TRIBUNJATENG.COM, PURWOKERTO - Seorang guru non ASN (R3) salah satu Sekolah Menengah Atas (SMA) negeri di Kabupaten mengeluh seleksi Pegawai Pemerintah dengan Perjanjian Kerja (PPPK) yang dianggap lebih memprioritaskan untuk guru swasta.
Dia adalah RS (31) salah seorang guru mata pelajaran Bahasa Inggris di Banyumas yang sudah mengabdi 7 tahun dan belum dapat kejelasan terkait pengangkatannya.
Saat itu ia ikut gelombang rekrutmen PPPK besar-besaran yang terjadi pada 2021.
Para guru dengan kategori R3 atau sekarang disebut guru non ASN negeri saat itu ada yang tidak masuk passing grade.

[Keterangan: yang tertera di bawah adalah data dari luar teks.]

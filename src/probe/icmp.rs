//! ICMP echo probe transport.
//!
//! Sends one ICMP echo request per probe call and measures the round-trip
//! time.

use std::net::IpAddr;
use std::time::Duration;

use surge_ping::{Client, Config, ICMP, PingIdentifier, PingSequence};
use tokio::time::timeout;

use crate::probe::{ProbeError, ProbeTransport};

/// ICMP echo probe backed by `surge-ping`.
///
/// A fresh ICMP client is created per probe call so that v4 and v6 targets
/// can be mixed across runs without holding both sockets open.
#[derive(Debug, Default)]
pub struct IcmpProbe;

impl IcmpProbe {
    /// Create a new ICMP probe transport.
    pub fn new() -> Self {
        Self
    }
}

/// Resolve hostname to IP address.
async fn resolve_host(host: &str) -> Result<IpAddr, ProbeError> {
    // Try to parse as an IP address directly before hitting DNS.
    if let Ok(ip) = host.parse::<IpAddr>() {
        return Ok(ip);
    }

    let addrs = tokio::net::lookup_host(format!("{host}:0"))
        .await
        .map_err(|e| ProbeError::Resolve(e.to_string()))?;
    addrs
        .into_iter()
        .next()
        .map(|addr| addr.ip())
        .ok_or_else(|| ProbeError::Resolve(format!("no addresses found for '{host}'")))
}

/// Create an ICMP client for the given IP version.
///
/// Raw socket creation is where missing privileges surface, so a failure
/// here maps to the fatal [`ProbeError::Unavailable`].
fn make_client(ip_addr: IpAddr) -> Result<Client, ProbeError> {
    let result = match ip_addr {
        IpAddr::V4(_) => Client::new(&Config::default()),
        IpAddr::V6(_) => Client::new(&Config::builder().kind(ICMP::V6).build()),
    };
    result.map_err(|e| ProbeError::Unavailable(e.to_string()))
}

#[async_trait::async_trait]
impl ProbeTransport for IcmpProbe {
    async fn preflight(&self) -> Result<(), ProbeError> {
        // Opening a v4 socket is enough to detect missing privileges.
        make_client(IpAddr::V4(std::net::Ipv4Addr::UNSPECIFIED))?;
        Ok(())
    }

    async fn probe(&self, host: &str, probe_timeout: Duration) -> Result<f64, ProbeError> {
        let ip_addr = resolve_host(host).await?;
        let client = make_client(ip_addr)?;

        let mut pinger = client.pinger(ip_addr, PingIdentifier(rand::random())).await;
        pinger.timeout(probe_timeout);

        let result = timeout(probe_timeout, pinger.ping(PingSequence(0), &[])).await;

        match result {
            Ok(Ok((_, rtt))) => {
                let ms = rtt.as_secs_f64() * 1000.0;
                if !ms.is_finite() || ms < 0.0 {
                    return Err(ProbeError::Malformed(format!("unusable rtt: {ms}")));
                }
                tracing::debug!(host = %host, latency_ms = ms, "Ping probe successful");
                Ok(ms)
            }
            Ok(Err(surge_ping::SurgeError::Timeout { .. })) => Err(ProbeError::Timeout),
            Ok(Err(e)) => Err(ProbeError::Unreachable(e.to_string())),
            Err(_) => Err(ProbeError::Timeout),
        }
    }
}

Pada 2022 ketika seleksi PPPK diadakan lagi ternyata mereka tidak dapat ikut karena prioritasnya adalah bagi P1 atau guru swasta yang lulus passing grade.

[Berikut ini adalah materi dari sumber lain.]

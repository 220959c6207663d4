//! Probe transport layer.
//!
//! A probe transport sends one echo request to a host with a bounded timeout
//! and reports the round-trip latency or a failure reason. The latency
//! monitor treats every failure the same way (one failed cycle), except for
//! [`ProbeError::Unavailable`], which means the facility cannot be invoked at
//! all and aborts the run.

use std::time::Duration;

use thiserror::Error;

mod icmp;

pub use icmp::IcmpProbe;

/// Errors produced by a probe transport.
#[derive(Debug, Clone, Error)]
pub enum ProbeError {
    /// The transport cannot be invoked at all (e.g. raw socket permission
    /// denied). Fatal: aborts the run instead of counting failed cycles.
    #[error("probe transport unavailable: {0}")]
    Unavailable(String),

    /// No reply within the probe timeout.
    #[error("probe timed out")]
    Timeout,

    /// The target could not be reached.
    #[error("host unreachable: {0}")]
    Unreachable(String),

    /// Hostname resolution failed.
    #[error("failed to resolve host: {0}")]
    Resolve(String),

    /// A reply arrived but did not yield a usable latency value.
    #[error("malformed probe response: {0}")]
    Malformed(String),
}

impl ProbeError {
    /// Whether this error should abort the run entirely.
    ///
    /// Everything except [`ProbeError::Unavailable`] counts as one failed
    /// cycle and keeps the sampling loop alive.
    pub fn is_fatal(&self) -> bool {
        matches!(self, Self::Unavailable(_))
    }
}

/// One-shot echo probe against a host.
///
/// Implementations must not exceed `timeout` by more than a small bounded
/// margin; the monitor's stop path relies on that bound for forward progress.
#[async_trait::async_trait]
pub trait ProbeTransport: Send + Sync + 'static {
    /// Verify the transport can be invoked at all.
    ///
    /// Called once before a run starts. The default implementation assumes
    /// availability.
    async fn preflight(&self) -> Result<(), ProbeError> {
        Ok(())
    }

    /// Send one echo request to `host` and return the round-trip latency in
    /// milliseconds.
    async fn probe(&self, host: &str, timeout: Duration) -> Result<f64, ProbeError>;
}

#[cfg(test)]
mod tests {
    use super::*;

    #[test]
    fn test_only_unavailable_is_fatal() {
        assert!(ProbeError::Unavailable("permission denied".into()).is_fatal());
        assert!(!ProbeError::Timeout.is_fatal());
        assert!(!ProbeError::Unreachable("no route".into()).is_fatal());
        assert!(!ProbeError::Resolve("no addresses".into()).is_fatal());
        assert!(!ProbeError::Malformed("negative rtt".into()).is_fatal());
    }
}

Hingga turun kebijakan 2024 rencana pemerintah menghapus honorer dan mengangkat menjadi PPPK.
"Kita menyambut baik PPPK tahun 2024 ternyata prioritasnya masih dari swasta.
Padahal Non ASN adalah honorer negeri, kemarin ternyata tetap yang diutamakan sekarang swasta (R1D)," terangnya kepada Tribunbanyumas.com, Rabu (15/1/2025).

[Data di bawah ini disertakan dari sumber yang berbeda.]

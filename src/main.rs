//! Netpulse Binary Entry Point
//!
//! Command-line network diagnostics: continuous latency probing and one-shot
//! throughput tests. Core functionality is provided by the `netpulse`
//! library crate.

use std::sync::Arc;
use std::time::Duration;

use clap::{Parser, Subcommand};
use netpulse::{
    AppConfig, HttpThroughputTest, IcmpProbe, LatencyMonitor, Snapshot, Summary,
    ThroughputReport, ThroughputTest,
};
use tracing_subscriber::{layer::SubscriberExt, util::SubscriberInitExt};

/// Netpulse - Network Diagnostics Tool
#[derive(Parser, Debug)]
#[command(name = "netpulse", version, about, long_about = None)]
struct Cli {
    /// Path to YAML configuration file
    #[arg(short, long, env = "NETPULSE_CONFIG")]
    config: Option<String>,

    /// Emit results as JSON instead of text
    #[arg(long, global = true)]
    json: bool,

    #[command(subcommand)]
    command: Command,
}

#[derive(Subcommand, Debug)]
enum Command {
    /// Continuously probe a host and report latency statistics
    Latency {
        /// Target host (hostname or IP; defaults to 8.8.8.8)
        target: Option<String>,

        /// Delay between probes (e.g. 500ms)
        #[arg(long, value_parser = humantime::parse_duration)]
        cadence: Option<Duration>,

        /// Maximum wait per probe (e.g. 1s)
        #[arg(long, value_parser = humantime::parse_duration)]
        probe_timeout: Option<Duration>,

        /// Stop automatically after this long (runs until Ctrl+C otherwise)
        #[arg(long, value_parser = humantime::parse_duration)]
        duration: Option<Duration>,

        /// Interval between printed statistics lines
        #[arg(long, default_value = "1s", value_parser = humantime::parse_duration)]
        report_every: Duration,
    },

    /// Run a one-shot download/upload/round-trip throughput test
    Speed {
        /// URL to download from
        #[arg(long)]
        download_url: Option<String>,

        /// URL to POST the upload payload to
        #[arg(long)]
        upload_url: Option<String>,

        /// Upload payload size in bytes
        #[arg(long)]
        upload_bytes: Option<usize>,

        /// Overall timeout per measurement phase
        #[arg(long, value_parser = humantime::parse_duration)]
        timeout: Option<Duration>,
    },
}

#[tokio::main]
async fn main() -> Result<(), Box<dyn std::error::Error>> {
    // Initialize tracing
    tracing_subscriber::registry()
        .with(
            tracing_subscriber::EnvFilter::try_from_default_env()
                .unwrap_or_else(|_| "warn,netpulse=info".into()),
        )
        .with(tracing_subscriber::fmt::layer())
        .init();

    let cli = Cli::parse();

    // Load configuration file if given; CLI flags override it below.
    let app_config = match &cli.config {
        Some(path) => {
            tracing::info!("Loading configuration from: {}", path);
            AppConfig::load(path)?
        }
        None => AppConfig::default(),
    };

    match cli.command {
        Command::Latency {
            target,
            cadence,
            probe_timeout,
            duration,
            report_every,
        } => {
            let mut config = app_config.latency;
            if let Some(target) = target {
                config.target = target;
            }
            if let Some(cadence) = cadence {
                config.cadence = cadence;
            }
            if let Some(timeout) = probe_timeout {
                config.probe_timeout = timeout;
            }
            run_latency(config, duration, report_every, cli.json).await
        }
        Command::Speed {
            download_url,
            upload_url,
            upload_bytes,
            timeout,
        } => {
            let mut config = app_config.throughput;
            if let Some(url) = download_url {
                config.download_url = url;
            }
            if let Some(url) = upload_url {
                config.upload_url = url;
            }
            if let Some(bytes) = upload_bytes {
                config.upload_bytes = bytes;
            }
            if let Some(timeout) = timeout {
                config.timeout = timeout;
            }
            config.validate()?;
            run_speed(config, cli.json).await
        }
    }
}

/// Run the latency monitor until Ctrl+C or the optional deadline.
async fn run_latency(
    config: netpulse::LatencyConfig,
    duration: Option<Duration>,
    report_every: Duration,
    json: bool,
) -> Result<(), Box<dyn std::error::Error>> {
    config.validate()?;

    let monitor = LatencyMonitor::new(Arc::new(IcmpProbe::new()));
    monitor.start(config).await?;

    let deadline = duration.map(|d| tokio::time::Instant::now() + d);
    let mut ticker = tokio::time::interval(report_every);
    ticker.tick().await; // first tick fires immediately

    loop {
        tokio::select! {
            _ = tokio::signal::ctrl_c() => {
                tracing::info!("Received Ctrl+C signal");
                break;
            }
            _ = sleep_until_opt(deadline) => {
                break;
            }
            _ = ticker.tick() => {
                if let Some(snapshot) = monitor.snapshot() {
                    print_snapshot(&snapshot);
                }
            }
        }
    }

    let summary = monitor.stop().await?;
    if json {
        println!("{}", serde_json::to_string_pretty(&summary)?);
    } else {
        print_summary(&summary);
    }
    Ok(())
}

/// Run the one-shot throughput test and print the report.
async fn run_speed(
    config: netpulse::ThroughputConfig,
    json: bool,
) -> Result<(), Box<dyn std::error::Error>> {
    let test = HttpThroughputTest::new(config)?;
    let report = test.run().await?;

    if json {
        println!("{}", serde_json::to_string_pretty(&report)?);
    } else {
        print_report(&report);
    }
    Ok(())
}

/// Sleep until the deadline, or forever when there is none.
async fn sleep_until_opt(deadline: Option<tokio::time::Instant>) {
    match deadline {
        Some(at) => tokio::time::sleep_until(at).await,
        None => std::future::pending().await,
    }
}

fn print_snapshot(snapshot: &Snapshot) {
    let last = snapshot
        .samples
        .last()
        .map(|s| format!("{:.1}ms", s.latency_ms))
        .unwrap_or_else(|| "-".to_string());
    let avg = snapshot
        .average_latency_ms()
        .map(|ms| format!("{ms:.1}ms"))
        .unwrap_or_else(|| "-".to_string());

    println!(
        "[{:7.1}s] sent={} received={} failed={} success={:.1}% last={} avg={}",
        snapshot.elapsed_secs,
        snapshot.sent,
        snapshot.received,
        snapshot.failed,
        snapshot.success_rate_percent(),
        last,
        avg,
    );
}

fn print_summary(summary: &Summary) {
    println!("\nTest summary");
    println!("  Target:          {}", summary.target);
    println!("  Duration:        {:.1}s", summary.duration_secs);
    println!("  Packets sent:    {}", summary.sent);
    println!("  Received:        {}", summary.received);
    println!("  Failed:          {}", summary.failed);
    println!("  Success rate:    {:.1}%", summary.success_rate_percent);
    match summary.average_latency_ms {
        Some(ms) => println!("  Average latency: {ms:.1} ms"),
        None => println!("  Average latency: n/a"),
    }
}

fn print_report(report: &ThroughputReport) {
    println!("\nSpeed test results");
    println!("  Download: {:.2} Mbps", report.download_mbps);
    println!("  Upload:   {:.2} Mbps", report.upload_mbps);
    println!("  Ping:     {:.2} ms", report.ping_ms);
}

Pada saat mengikuti tes pada 2022 dia tidak bisa mengisi bagian resume atau tahapan akhir.
Hal itu menurutnya karena terjegal kuota yang penuh dan sudah diisi dari kalangan swasta.
Ia mengatakan guru dari sekolah swasta sudah menjadi prioritas sejak 2021 dan nilai mereka pada 3 tahun lalu dipakai terus untuk tes masuk PPPK.
Contoh kasusnya adalah di sekolahnya sendiri, yaitu ada guru Pendidikan Agama Islam (PAI) sebanyak 4 orang.
Tiba-tiba datanglah guru baru dari Wonogiri yang ditempatkan di sekolah tempat RS mengajar, sehingga menjadi ada 5 orang guru PAI.
"Itu teman saya yang juga berstatus Non ASN dirugikan penempatan tersebut dan mengurangi jam mengajar teman saya sebagai guru PAI.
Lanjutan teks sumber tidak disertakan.